Defining the allocation API
Let's look back at the allocator prototype API we defined in the introductory chapter.
trait AllocRaw {
fn alloc<T>(&self, object: T) -> *const T;
}
This will quickly prove to be inadequate and non-idiomatic. For starters, there is no way to report that allocation failed except for perhaps returning a null pointer. That is certainly a workable solution but is not going to feel idiomatic or ergonomic for how we want to use the API. Let's make a couple changes:
trait AllocRaw {
fn alloc<T>(&self, object: T) -> Result<RawPtr<T>, AllocError>;
}
Now we're returning a Result
, the failure side of which is an error type
where we can distinguish between different allocation failure modes.
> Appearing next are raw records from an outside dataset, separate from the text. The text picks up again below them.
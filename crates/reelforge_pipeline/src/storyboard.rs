//! Storyboard stage: one LLM call per attempt, validated into exactly `n` scenes.

use crate::prompts::{
    WordLimits, book_info_prompt, reformat_prompt, storyboard_prompt, title_prompt,
};
use crate::{ProviderCaller, clean_text, parse_beats, parse_book_info};
use reelforge_core::{BookInfo, CompletionOptions, ContentSource, GenerationRequest, Storyboard};
use reelforge_error::{
    PipelineError, PipelineErrorKind, ReelforgeError, ReelforgeErrorKind, ReelforgeResult,
};
use reelforge_rate_limit::ReelforgeConfig;
use tracing::{debug, info, instrument, warn};

/// Longest title derived by the LLM or from content.
const MAX_TITLE_CHARS: usize = 20;

/// Turns a content source into a storyboard of exactly `n` scene stubs.
///
/// Structural failures (unparseable JSON, wrong scene count) are retried with
/// a stricter reformat instruction up to `attempts` LLM calls in total.
/// Provider failures are already retried by the caller and end the stage.
#[derive(Debug, Clone)]
pub struct StoryboardProcessor {
    attempts: usize,
    words: WordLimits,
}

impl StoryboardProcessor {
    /// Create a processor. `attempts` is clamped to at least one.
    pub fn new(attempts: usize, words: WordLimits) -> Self {
        Self {
            attempts: attempts.max(1),
            words,
        }
    }

    /// Build from `[pipeline]` configuration.
    pub fn from_config(config: &ReelforgeConfig) -> Self {
        Self::new(
            config.pipeline.storyboard_attempts,
            WordLimits::new(
                config.pipeline.min_narration_words,
                config.pipeline.max_narration_words,
            ),
        )
    }

    /// Generate the storyboard. `book` enriches the prompt of book sources.
    ///
    /// An empty or unparseable reply counts as a structural failure and is
    /// retried with the reformat instruction.
    ///
    /// # Errors
    ///
    /// Returns the provider error when the LLM call fails after retries, or
    /// `StoryboardParse` when no attempt produced exactly `n_scenes` scenes.
    #[instrument(skip(self, caller, source), fields(llm = %caller.llm_key()))]
    pub async fn generate(
        &self,
        caller: &ProviderCaller,
        source: &ContentSource,
        n_scenes: usize,
        title: &str,
        book: Option<&BookInfo>,
    ) -> ReelforgeResult<Storyboard> {
        let original = storyboard_prompt(source, n_scenes, self.words, book);
        let options = CompletionOptions::json();
        let mut prompt = original.clone();
        let mut problem = String::new();

        for attempt in 1..=self.attempts {
            debug!(attempt, prompt_len = prompt.len(), "Requesting storyboard");
            let response = caller.complete_unchecked(&prompt, &options).await?;

            let parsed = if response.trim().is_empty() {
                Err(PipelineError::new(PipelineErrorKind::StoryboardParse(
                    "the response was empty".to_string(),
                ))
                .into())
            } else {
                parse_beats(&response)
            };

            match parsed {
                Ok(beats) if beats.len() == n_scenes => {
                    info!(attempt, scenes = n_scenes, "Storyboard parsed");
                    return Ok(Storyboard::from_beats(title, beats));
                }
                Ok(beats) => {
                    problem = format!("expected {} scenes, got {}", n_scenes, beats.len());
                }
                Err(e) => {
                    problem = parse_problem(&e);
                }
            }

            warn!(
                attempt,
                max_attempts = self.attempts,
                problem = %problem,
                "Storyboard output rejected"
            );
            prompt = reformat_prompt(&original, n_scenes, &problem);
        }

        Err(PipelineError::new(PipelineErrorKind::StoryboardParse(format!(
            "no valid storyboard after {} attempts: {}",
            self.attempts, problem
        )))
        .into())
    }
}

/// The parse detail of a storyboard error, without the location suffix.
fn parse_problem(error: &ReelforgeError) -> String {
    match error.kind() {
        ReelforgeErrorKind::Pipeline(e) => match &e.kind {
            PipelineErrorKind::StoryboardParse(detail) => detail.clone(),
            other => other.to_string(),
        },
        _ => error.to_string(),
    }
}

/// Ask the LLM for a book's summary, genre, year and key points.
///
/// Falls back to the requested title and author when the call fails or the
/// reply cannot be parsed.
#[instrument(skip(caller), fields(llm = %caller.llm_key()))]
pub async fn fetch_book_info(
    caller: &ProviderCaller,
    title: &str,
    author: Option<&str>,
) -> BookInfo {
    let requested = BookInfo::from_request(title.trim(), author.map(|a| a.trim().to_string()));
    let prompt = book_info_prompt(&requested.title, requested.author.as_deref());

    let fetched = caller
        .complete(&prompt, &CompletionOptions::json())
        .await
        .and_then(|response| parse_book_info(&response, &requested));
    match fetched {
        Ok(info) => {
            info!(
                title = %info.title,
                genre = %info.genre,
                key_points = info.key_points.len(),
                "Fetched book info"
            );
            info
        }
        Err(e) => {
            warn!(error = %e, "Book info unavailable, using title and author only");
            requested
        }
    }
}

/// Resolve the video title for a request.
///
/// An explicit title wins. Books use `"Title - Author"`, topics use the topic
/// itself and free-form content asks the LLM for a short title, falling back
/// to the first characters of the content when that call fails.
#[instrument(skip_all, fields(request_id = %request.request_id()))]
pub async fn resolve_title(caller: &ProviderCaller, request: &GenerationRequest) -> String {
    if let Some(title) = request
        .title()
        .as_deref()
        .map(str::trim)
        .filter(|t| !t.is_empty())
    {
        return title.to_string();
    }

    match request.source() {
        ContentSource::Book { title, author } => match author.as_deref().map(str::trim) {
            Some(author) if !author.is_empty() => format!("{} - {}", title.trim(), author),
            _ => title.trim().to_string(),
        },
        ContentSource::Topic(topic) => topic.trim().to_string(),
        ContentSource::Content(content) => {
            match caller
                .complete(&title_prompt(content), &CompletionOptions::text())
                .await
            {
                Ok(response) => {
                    let title = truncate_chars(&clean_text(&response), MAX_TITLE_CHARS);
                    if title.is_empty() {
                        truncate_chars(content.trim(), MAX_TITLE_CHARS)
                    } else {
                        title
                    }
                }
                Err(e) => {
                    warn!(error = %e, "Title generation failed, using content prefix");
                    truncate_chars(content.trim(), MAX_TITLE_CHARS)
                }
            }
        }
    }
}

/// First `max` characters of `text`, trimmed.
pub(crate) fn truncate_chars(text: &str, max: usize) -> String {
    text.chars().take(max).collect::<String>().trim().to_string()
}
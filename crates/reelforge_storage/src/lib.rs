//! Artifact storage for narration audio, illustrations, frames and videos.
//!
//! Scenes hold [`ArtifactRef`](reelforge_core::ArtifactRef) handles instead
//! of raw bytes; the bytes live in an [`ArtifactStore`].

#![forbid(unsafe_code)]
#![warn(missing_docs)]

mod filesystem;
mod memory;
mod storage;

pub use filesystem::FileSystemArtifactStore;
pub use memory::InMemoryArtifactStore;
pub use storage::{ArtifactStore, content_hash};
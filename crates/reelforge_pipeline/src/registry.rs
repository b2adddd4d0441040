//! Capability registry: `(type, id)` to live provider.

use reelforge_core::{CapabilityKey, CapabilityType};
use reelforge_error::{CapabilityError, CapabilityErrorKind, ReelforgeResult};
use reelforge_interface::{
    Capability, ImageProvider, LlmProvider, RegisteredCapability, TtsProvider,
};
use std::collections::HashMap;
use std::sync::Arc;
use tracing::{debug, info};

/// Maps `(type, id)` to a registered provider.
///
/// Populated during initialization, then shared read-only (usually behind an
/// `Arc`) by every run. Registering the same key twice fails instead of
/// overwriting.
///
/// # Examples
///
/// ```
/// use reelforge_core::{CapabilityType, CompletionOptions};
/// use reelforge_error::ReelforgeResult;
/// use reelforge_interface::{LlmProvider, RegisteredCapability};
/// use reelforge_pipeline::CapabilityRegistry;
/// use std::sync::Arc;
///
/// struct Echo;
///
/// #[async_trait::async_trait]
/// impl LlmProvider for Echo {
///     async fn complete(&self, prompt: &str, _: &CompletionOptions) -> ReelforgeResult<String> {
///         Ok(prompt.to_string())
///     }
/// }
///
/// let mut registry = CapabilityRegistry::new();
/// registry.register(RegisteredCapability::llm("echo", Arc::new(Echo))).unwrap();
/// assert!(registry.register(RegisteredCapability::llm("echo", Arc::new(Echo))).is_err());
/// assert_eq!(registry.list_by_type(CapabilityType::Llm), vec!["echo"]);
/// ```
#[derive(Debug, Default)]
pub struct CapabilityRegistry {
    entries: HashMap<CapabilityKey, RegisteredCapability>,
    defaults: HashMap<CapabilityType, String>,
}

impl CapabilityRegistry {
    /// Create an empty registry.
    pub fn new() -> Self {
        Self::default()
    }

    /// Register a capability.
    ///
    /// # Errors
    ///
    /// Returns `DuplicateCapability` if the `(type, id)` pair is already present.
    pub fn register(&mut self, capability: RegisteredCapability) -> ReelforgeResult<()> {
        let key = capability.key().clone();
        if self.entries.contains_key(&key) {
            return Err(CapabilityError::new(CapabilityErrorKind::DuplicateCapability(
                key.to_string(),
            ))
            .into());
        }
        info!(capability = %key, is_default = capability.is_default(), "Registered capability");
        self.entries.insert(key, capability);
        Ok(())
    }

    /// Look up a capability.
    ///
    /// # Errors
    ///
    /// Returns `CapabilityNotFound` if nothing is registered under the key.
    pub fn resolve(
        &self,
        capability_type: CapabilityType,
        id: &str,
    ) -> ReelforgeResult<&RegisteredCapability> {
        let key = CapabilityKey::new(capability_type, id);
        self.entries.get(&key).ok_or_else(|| {
            CapabilityError::new(CapabilityErrorKind::CapabilityNotFound(key.to_string())).into()
        })
    }

    /// All registered ids for a type, sorted.
    pub fn list_by_type(&self, capability_type: CapabilityType) -> Vec<&str> {
        let mut ids: Vec<&str> = self
            .entries
            .keys()
            .filter(|key| *key.capability_type() == capability_type)
            .map(|key| key.id().as_str())
            .collect();
        ids.sort_unstable();
        ids
    }

    /// Configure the default id for a type.
    ///
    /// # Errors
    ///
    /// Returns `CapabilityNotFound` if the id is not registered.
    pub fn set_default(
        &mut self,
        capability_type: CapabilityType,
        id: impl Into<String>,
    ) -> ReelforgeResult<()> {
        let id = id.into();
        self.resolve(capability_type, &id)?;
        debug!(capability_type = %capability_type, id = %id, "Configured default capability");
        self.defaults.insert(capability_type, id);
        Ok(())
    }

    /// The default id for a type.
    ///
    /// The configured default wins, then the first capability flagged
    /// `is_default`, then the first registered id in sorted order.
    ///
    /// # Errors
    ///
    /// Returns `NoCapabilityRegistered` if the type has no capabilities.
    pub fn default_id(&self, capability_type: CapabilityType) -> ReelforgeResult<&str> {
        if let Some(id) = self.defaults.get(&capability_type) {
            return Ok(id.as_str());
        }

        let ids = self.list_by_type(capability_type);
        let flagged = ids.iter().copied().find(|id| {
            self.entries
                .get(&CapabilityKey::new(capability_type, *id))
                .is_some_and(|c| c.is_default())
        });

        flagged.or_else(|| ids.first().copied()).ok_or_else(|| {
            CapabilityError::new(CapabilityErrorKind::NoCapabilityRegistered(
                capability_type.to_string(),
            ))
            .into()
        })
    }

    /// Pick the capability for a run: the override if given, else the default.
    ///
    /// An override naming an unregistered id fails rather than falling back.
    ///
    /// # Errors
    ///
    /// Returns `CapabilityNotFound` for an unknown override and
    /// `NoCapabilityRegistered` when the type is empty.
    pub fn select(
        &self,
        capability_type: CapabilityType,
        override_id: Option<&str>,
    ) -> ReelforgeResult<&RegisteredCapability> {
        match override_id {
            Some(id) => self.resolve(capability_type, id),
            None => {
                let id = self.default_id(capability_type)?;
                self.resolve(capability_type, id)
            }
        }
    }

    /// Resolve an LLM provider.
    ///
    /// # Errors
    ///
    /// Returns `CapabilityNotFound` if the id is not registered.
    pub fn llm(&self, id: &str) -> ReelforgeResult<Arc<dyn LlmProvider>> {
        match self.resolve(CapabilityType::Llm, id)?.capability() {
            Capability::Llm(provider) => Ok(provider.clone()),
            _ => Err(Self::not_found(CapabilityType::Llm, id)),
        }
    }

    /// Resolve a TTS provider.
    ///
    /// # Errors
    ///
    /// Returns `CapabilityNotFound` if the id is not registered.
    pub fn tts(&self, id: &str) -> ReelforgeResult<Arc<dyn TtsProvider>> {
        match self.resolve(CapabilityType::Tts, id)?.capability() {
            Capability::Tts(provider) => Ok(provider.clone()),
            _ => Err(Self::not_found(CapabilityType::Tts, id)),
        }
    }

    /// Resolve an image provider.
    ///
    /// # Errors
    ///
    /// Returns `CapabilityNotFound` if the id is not registered.
    pub fn image(&self, id: &str) -> ReelforgeResult<Arc<dyn ImageProvider>> {
        match self.resolve(CapabilityType::Image, id)?.capability() {
            Capability::Image(provider) => Ok(provider.clone()),
            _ => Err(Self::not_found(CapabilityType::Image, id)),
        }
    }

    /// Number of registered capabilities.
    pub fn len(&self) -> usize {
        self.entries.len()
    }

    /// True when nothing is registered.
    pub fn is_empty(&self) -> bool {
        self.entries.is_empty()
    }

    fn not_found(capability_type: CapabilityType, id: &str) -> reelforge_error::ReelforgeError {
        CapabilityError::new(CapabilityErrorKind::CapabilityNotFound(
            CapabilityKey::new(capability_type, id).to_string(),
        ))
        .into()
    }
}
This is
often not that useful but working with Result
is far more idiomatic Rust
than checking a pointer for being null. We'll allow for distinguishing between
Out Of Memory and an allocation request that for whatever reason is invalid.
#[derive(Copy, Clone, Debug, PartialEq)]
pub enum AllocError {
/// Some attribute of the allocation, most likely the size requested,
/// could not be fulfilled
BadRequest,
/// Out of memory - allocating the space failed
OOM,
}
The second change is that instead of a *const T
value in the success
discriminant we'll wrap a pointer in a new struct: RawPtr<T>
. This wrapper
will amount to little more than containing a std::ptr::NonNull
instance
and some functions to access the pointer.
pub struct RawPtr<T: Sized> {
ptr: NonNull<T>,
}
This'll be better to work with on the user-of-the-crate side.
It'll also make it easier to modify internals or even swap out entire implementations. This is a motivating factor for the design of this interface as we'll see as we continue to amend it to account for object headers now.
Object headers
The purpose of an object header is to provide the allocator, the language runtime and the garbage collector with information about the object that is needed at runtime. Typical data points that are stored might include:
- object size
- some kind of type identifier
- garbage collection information such as a mark flag
We want to create a flexible interface to a language while also ensuring that the interpreter will provide the information that the allocator and garbage collector in this crate need.
We'll define a trait for the user to implement.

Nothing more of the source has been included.